* [Assignment]
Below are the entries; give again exactly the lines from the one mentioning "least three nodes." through the one mentioning "strike, so the", inclusive.
----------
//! Terminal slice of a PDE solve.

use super::error::{ConfigError, PdeError};
use super::stencil::{first_derivatives, second_derivatives};

/// Meaning of the space coordinate of a grid.
#[derive(Clone, Copy, Debug, PartialEq, Eq, Hash)]
pub enum GridAxis {
    /// Moneyness `m = K / F(T)`; values are prices divided by `F(T)`.
    Moneyness,
    /// Level of the forward `F(T)`; values are absolute prices.
    ForwardLevel,
}

/// Solution at the last time node together with its space derivatives.
#[derive(Clone, Debug, PartialEq)]
pub struct TerminalGrid {
    nodes: Vec<f64>,
    values: Vec<f64>,
    first: Vec<f64>,
    second: Vec<f64>,
    forward: f64,
    expiry: f64,
    axis: GridAxis,
}

impl TerminalGrid {
    /// Builds the grid and differentiates the slice on its non-uniform nodes.
    ///
    /// # Errors
    ///
    /// `PdeError::Config` if fewer than three nodes are given or the lengths differ.
    pub fn new(
        nodes: Vec<f64>,
        values: Vec<f64>,
        forward: f64,
        expiry: f64,
        axis: GridAxis,
    ) -> Result<Self, PdeError> {
        if nodes.len() < 3 || nodes.len() != values.len() {
            return Err(ConfigError::InvalidParameter {
                name: "grid",
                value: format!(
                    "need at least 3 nodes with one value each, got {} nodes and {} values",
                    nodes.len(),
                    values.len()
                ),
            }
            .into());
        }
        let first = first_derivatives(&nodes, &values);
        let second = second_derivatives(&nodes, &values);
        Ok(Self {
            nodes,
            values,
            first,
            second,
            forward,
            expiry,
            axis,
        })
    }

    /// Space nodes.
    #[inline]
    pub fn nodes(&self) -> &[f64] {
        &self.nodes
    }

    /// Solution values.
    #[inline]
    pub fn values(&self) -> &[f64] {
        &self.values
    }

    /// First derivative along the axis.
    #[inline]
    pub fn first_derivatives(&self) -> &[f64] {
        &self.first
    }

    /// Second derivative along the axis.
    #[inline]
    pub fn second_derivatives(&self) -> &[f64] {
        &self.second
    }

    /// Forward `F(T)` used to build the grid.
    #[inline]
    pub fn forward(&self) -> f64 {
        self.forward
    }

    /// Expiry of the solved option.
    #[inline]
    pub fn expiry(&self) -> f64 {
        self.expiry
    }

    /// Space coordinate.
    #[inline]
    pub fn axis(&self) -> GridAxis {
        self.axis
    }

    /// Number of nodes.
    #[inline]
    pub fn len(&self) -> usize {
        self.nodes.len()
    }

    /// Always false; a grid holds at least three nodes.
    #[inline]
    pub fn is_empty(&self) -> bool {
        self.nodes.is_empty()
    }

    /// `(first node, last node)`.
    #[inline]
    pub fn domain(&self) -> (f64, f64) {
        (self.nodes[0], self.nodes[self.nodes.len() - 1])
    }

    /// Strike of node `i`.
    ///
    /// `m·F` on a moneyness grid; backward grids carry a single strike, so the
    /// node coordinate (a forward level) is returned unchanged.
    #[inline]
    pub fn strike_at(&self, i: usize) -> f64 {
        match self.axis {
            GridAxis::Moneyness => self.nodes[i] * self.forward,
            GridAxis::ForwardLevel => self.nodes[i],
        }
    }
}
----------
* [Result below]
    /// Always false; a grid holds at least three nodes.
    #[inline]
    pub fn is_empty(&self) -> bool {
        self.nodes.is_empty()
    }

    /// `(first node, last node)`.
    #[inline]
    pub fn domain(&self) -> (f64, f64) {
        (self.nodes[0], self.nodes[self.nodes.len() - 1])
    }

    /// Strike of node `i`.
    ///
    /// `m·F` on a moneyness grid; backward grids carry a single strike, so the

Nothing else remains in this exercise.